◆ Exercise
Copy out all lines of the records in which the word "serde" appears.

== == ==

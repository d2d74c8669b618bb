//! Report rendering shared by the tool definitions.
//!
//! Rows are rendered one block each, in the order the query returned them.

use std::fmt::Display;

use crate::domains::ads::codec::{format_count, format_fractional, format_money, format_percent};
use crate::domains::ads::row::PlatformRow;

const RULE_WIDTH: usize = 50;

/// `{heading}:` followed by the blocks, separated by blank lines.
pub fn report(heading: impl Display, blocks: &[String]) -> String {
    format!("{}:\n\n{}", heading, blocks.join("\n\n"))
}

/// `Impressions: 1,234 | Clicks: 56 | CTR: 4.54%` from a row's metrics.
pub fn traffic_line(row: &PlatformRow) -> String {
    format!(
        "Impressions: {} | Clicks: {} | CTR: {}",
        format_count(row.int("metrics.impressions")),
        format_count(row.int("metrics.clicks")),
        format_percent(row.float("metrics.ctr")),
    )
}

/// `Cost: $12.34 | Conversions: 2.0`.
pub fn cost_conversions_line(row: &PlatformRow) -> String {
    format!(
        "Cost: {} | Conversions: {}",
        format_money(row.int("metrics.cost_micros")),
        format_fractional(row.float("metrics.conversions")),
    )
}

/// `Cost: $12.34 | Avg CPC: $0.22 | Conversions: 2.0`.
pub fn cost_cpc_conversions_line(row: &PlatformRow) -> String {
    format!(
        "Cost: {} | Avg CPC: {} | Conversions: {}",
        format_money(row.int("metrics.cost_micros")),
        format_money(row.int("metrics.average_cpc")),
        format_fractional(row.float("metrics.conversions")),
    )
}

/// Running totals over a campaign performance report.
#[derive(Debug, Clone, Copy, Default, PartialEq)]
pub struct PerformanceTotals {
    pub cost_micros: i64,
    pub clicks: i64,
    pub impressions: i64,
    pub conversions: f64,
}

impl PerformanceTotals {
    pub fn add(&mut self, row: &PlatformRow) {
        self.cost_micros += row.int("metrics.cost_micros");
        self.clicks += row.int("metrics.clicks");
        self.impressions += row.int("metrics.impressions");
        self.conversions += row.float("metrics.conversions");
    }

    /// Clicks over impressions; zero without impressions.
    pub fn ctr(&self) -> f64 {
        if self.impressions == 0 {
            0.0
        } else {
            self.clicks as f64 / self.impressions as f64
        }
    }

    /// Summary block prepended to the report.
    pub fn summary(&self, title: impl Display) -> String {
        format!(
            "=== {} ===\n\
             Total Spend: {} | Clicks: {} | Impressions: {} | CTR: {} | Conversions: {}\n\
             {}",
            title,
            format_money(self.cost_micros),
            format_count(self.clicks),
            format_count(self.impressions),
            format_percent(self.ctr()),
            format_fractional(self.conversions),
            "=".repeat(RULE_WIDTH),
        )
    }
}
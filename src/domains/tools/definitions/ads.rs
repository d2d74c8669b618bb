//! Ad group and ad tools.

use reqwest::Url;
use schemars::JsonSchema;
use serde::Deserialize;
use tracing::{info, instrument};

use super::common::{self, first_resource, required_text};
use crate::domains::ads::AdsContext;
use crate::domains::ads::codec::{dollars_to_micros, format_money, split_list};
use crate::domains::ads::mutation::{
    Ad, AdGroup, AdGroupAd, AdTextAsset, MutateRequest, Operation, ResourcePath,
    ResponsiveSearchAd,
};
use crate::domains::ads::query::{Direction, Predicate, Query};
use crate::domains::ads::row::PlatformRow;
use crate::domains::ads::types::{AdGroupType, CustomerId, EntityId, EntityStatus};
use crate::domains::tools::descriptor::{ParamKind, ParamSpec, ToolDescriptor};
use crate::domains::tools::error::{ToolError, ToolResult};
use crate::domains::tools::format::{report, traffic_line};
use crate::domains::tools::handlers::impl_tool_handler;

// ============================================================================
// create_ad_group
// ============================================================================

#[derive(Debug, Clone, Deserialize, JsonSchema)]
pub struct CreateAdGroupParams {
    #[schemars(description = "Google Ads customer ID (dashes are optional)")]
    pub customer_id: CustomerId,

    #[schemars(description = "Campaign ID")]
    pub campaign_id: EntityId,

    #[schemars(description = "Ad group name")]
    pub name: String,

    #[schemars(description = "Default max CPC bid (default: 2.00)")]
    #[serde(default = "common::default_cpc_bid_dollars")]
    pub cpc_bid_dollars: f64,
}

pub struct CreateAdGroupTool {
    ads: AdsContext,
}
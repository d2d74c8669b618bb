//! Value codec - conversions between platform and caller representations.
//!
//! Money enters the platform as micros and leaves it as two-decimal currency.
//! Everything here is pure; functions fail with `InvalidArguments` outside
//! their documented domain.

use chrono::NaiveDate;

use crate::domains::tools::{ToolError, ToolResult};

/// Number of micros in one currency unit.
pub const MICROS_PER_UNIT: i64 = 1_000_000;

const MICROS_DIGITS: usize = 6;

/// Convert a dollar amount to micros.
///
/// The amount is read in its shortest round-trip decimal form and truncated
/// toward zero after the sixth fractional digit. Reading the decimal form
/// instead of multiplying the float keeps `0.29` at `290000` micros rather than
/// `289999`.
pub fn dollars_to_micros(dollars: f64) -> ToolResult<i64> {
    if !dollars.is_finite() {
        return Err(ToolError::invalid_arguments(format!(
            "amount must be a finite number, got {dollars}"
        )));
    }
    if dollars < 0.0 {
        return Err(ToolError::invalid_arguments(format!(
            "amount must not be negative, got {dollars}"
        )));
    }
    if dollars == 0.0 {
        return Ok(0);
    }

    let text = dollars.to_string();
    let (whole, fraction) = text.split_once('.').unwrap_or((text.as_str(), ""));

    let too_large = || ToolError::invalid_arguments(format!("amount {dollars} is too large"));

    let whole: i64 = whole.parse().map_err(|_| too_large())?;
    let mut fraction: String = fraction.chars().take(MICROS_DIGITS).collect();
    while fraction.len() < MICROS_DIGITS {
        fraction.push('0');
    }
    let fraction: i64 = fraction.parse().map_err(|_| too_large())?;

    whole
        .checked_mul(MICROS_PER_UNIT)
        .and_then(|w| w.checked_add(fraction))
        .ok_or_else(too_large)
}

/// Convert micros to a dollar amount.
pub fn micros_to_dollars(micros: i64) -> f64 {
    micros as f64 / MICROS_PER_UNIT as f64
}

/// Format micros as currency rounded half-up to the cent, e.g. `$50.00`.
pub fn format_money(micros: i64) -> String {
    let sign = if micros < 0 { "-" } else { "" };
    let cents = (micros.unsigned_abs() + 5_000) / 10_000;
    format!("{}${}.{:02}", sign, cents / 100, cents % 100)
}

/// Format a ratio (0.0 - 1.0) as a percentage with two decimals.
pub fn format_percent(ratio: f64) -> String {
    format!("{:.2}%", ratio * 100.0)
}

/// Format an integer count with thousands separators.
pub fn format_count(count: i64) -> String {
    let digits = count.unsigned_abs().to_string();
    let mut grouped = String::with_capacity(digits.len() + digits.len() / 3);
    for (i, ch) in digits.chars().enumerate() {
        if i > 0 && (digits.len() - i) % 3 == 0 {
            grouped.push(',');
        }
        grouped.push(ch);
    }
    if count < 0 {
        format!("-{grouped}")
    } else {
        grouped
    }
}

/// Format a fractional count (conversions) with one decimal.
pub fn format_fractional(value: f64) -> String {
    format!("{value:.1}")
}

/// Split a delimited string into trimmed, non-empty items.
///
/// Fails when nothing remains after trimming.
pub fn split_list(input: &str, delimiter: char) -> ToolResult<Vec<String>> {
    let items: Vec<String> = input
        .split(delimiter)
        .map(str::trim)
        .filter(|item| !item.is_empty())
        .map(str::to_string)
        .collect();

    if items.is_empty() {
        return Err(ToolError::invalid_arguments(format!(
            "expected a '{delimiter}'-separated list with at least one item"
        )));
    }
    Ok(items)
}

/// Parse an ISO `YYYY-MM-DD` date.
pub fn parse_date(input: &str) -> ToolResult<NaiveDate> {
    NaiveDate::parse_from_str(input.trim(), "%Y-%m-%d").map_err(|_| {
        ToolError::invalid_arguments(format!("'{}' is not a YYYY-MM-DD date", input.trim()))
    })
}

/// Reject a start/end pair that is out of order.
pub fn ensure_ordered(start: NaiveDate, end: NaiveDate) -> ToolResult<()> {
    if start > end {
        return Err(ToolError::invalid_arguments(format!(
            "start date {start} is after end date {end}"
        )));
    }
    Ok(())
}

== == ==

◆ Exercise result
use serde::Deserialize;
    #[serde(default = "common::default_cpc_bid_dollars")]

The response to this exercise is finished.